One thing I always recommend is throw the lens out of focus between each shot. I usually stick my hand in front of the lens (too close to focus on), press the focus, then take my hand away and focus on the target. That just insures that it is not picking up the last focus. You can also do this three times in a row for each focal length to see if it lands on the same spot each time.
that was better than wasting time trying to watch this video. He skips over the important point too fast, and wasted all that time chit chatting. Good god. I count even finish this.
This was the easiest technique! Thanks! And BTW, where are all the flawless videos from the dudes that criticized your good work? Yeah, thought so. Thanks for sharing.
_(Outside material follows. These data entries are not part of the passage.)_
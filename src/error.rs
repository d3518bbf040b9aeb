// Copyright 2019-2021 Parity Technologies (UK) Ltd.
// This file is part of fair-pool.

// fair-pool is free software: you can redistribute it and/or modify
// it under the terms of the GNU General Public License as published by
// the Free Software Foundation, either version 3 of the License, or
// (at your option) any later version.

// fair-pool is distributed in the hope that it will be useful,
// but WITHOUT ANY WARRANTY; without even the implied warranty of
// MERCHANTABILITY or FITNESS FOR A PARTICULAR PURPOSE.  See the
// GNU General Public License for more details.

// You should have received a copy of the GNU General Public License
// along with fair-pool. If not, see <http://www.gnu.org/licenses/>.

use std::sync::Arc;

use thiserror::Error;

pub type Result<T> = std::result::Result<T, Error>;

/// Catch-all error for failures produced inside a submitted job.
pub type PerformError = Box<dyn std::error::Error + Send + Sync>;

#[derive(Debug, Error)]
pub enum Error {
	/// Dequeue on a queue with no elements left in any bucket.
	#[error("dequeue from an empty queue")]
	EmptyQueue,
	/// A future may be published exactly once.
	#[error("future has already been set")]
	FutureAlreadySet,
	/// The job behind a future failed; the producer's error is carried inside.
	#[error("job failed: {0}")]
	FutureValue(Arc<dyn std::error::Error + Send + Sync>),
	/// A second continuation was registered while one is already pending.
	#[error("actor is already suspended in a receive or react")]
	ActorAlreadySuspended,
	/// Pools always keep at least one worker.
	#[error("pool requires at least one thread, got {0}")]
	InvalidThreadCount(usize),
	#[error("io error: {0}")]
	Io(#[from] std::io::Error),
	#[error("{0}")]
	Msg(String),
}

impl Error {
	/// The producer-side failure wrapped by [`Error::FutureValue`], if this is one.
	pub fn job_error(&self) -> Option<&(dyn std::error::Error + Send + Sync + 'static)> {
		match self {
			Error::FutureValue(inner) => Some(inner.as_ref()),
			_ => None,
		}
	}
}

impl From<String> for Error {
	fn from(err: String) -> Error {
		Error::Msg(err)
	}
}

impl From<&str> for Error {
	fn from(err: &str) -> Error {
		Error::Msg(err.to_string())
	}
}
//! Injected time source.
//!
//! Every TTL comparison and staleness check in the crate goes through a
//! `Clock` so tests can move time instead of sleeping.

use std::sync::Mutex;

use chrono::{DateTime, Duration, Utc};

/// Wall-clock time source.
pub trait Clock: Send + Sync {
    /// Current time.
    fn now(&self) -> DateTime<Utc>;
}

/// Real system clock.
#[derive(Debug, Default, Clone, Copy)]
pub struct SystemClock;

impl Clock for SystemClock {
    fn now(&self) -> DateTime<Utc> {
        Utc::now()
    }
}

/// Manually driven clock for deterministic tests.
pub struct ManualClock {
    now: Mutex<DateTime<Utc>>,
}

impl ManualClock {
    /// Create a clock frozen at the given instant.
    pub fn new(start: DateTime<Utc>) -> Self {
        Self {
            now: Mutex::new(start),
        }
    }

    /// Create a clock frozen at the current system time.
    pub fn starting_now() -> Self {
        Self::new(Utc::now())
    }

    /// Move the clock forward.
    pub fn advance(&self, by: Duration) {
        let mut now = self.now.lock().unwrap();
        *now = *now + by;
    }

    /// Jump the clock to a specific instant.
    pub fn set(&self, to: DateTime<Utc>) {
        *self.now.lock().unwrap() = to;
    }
}

impl Clock for ManualClock {
    fn now(&self) -> DateTime<Utc> {
        *self.now.lock().unwrap()
    }
}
This is incredibly helpful! I've been using my 35mm Nikor 1.8 more lately but have also noticed in some of my shots (using single point focus) that my subject is not tack sharp and that sometimes even though I put the focus point on my subject eye, it will actually be the background that is in more focus. Never knew this issue had a name (Backfocusing) but I'm going to definitely try this. Luckily I have batteries galore.
+Ray Lassiter thank you for taking the time to let me know it was helpful. With all of the negative comments on RU-vid I sometimes wonder if I am actually helping anyone. So it's always good to hear positive comments.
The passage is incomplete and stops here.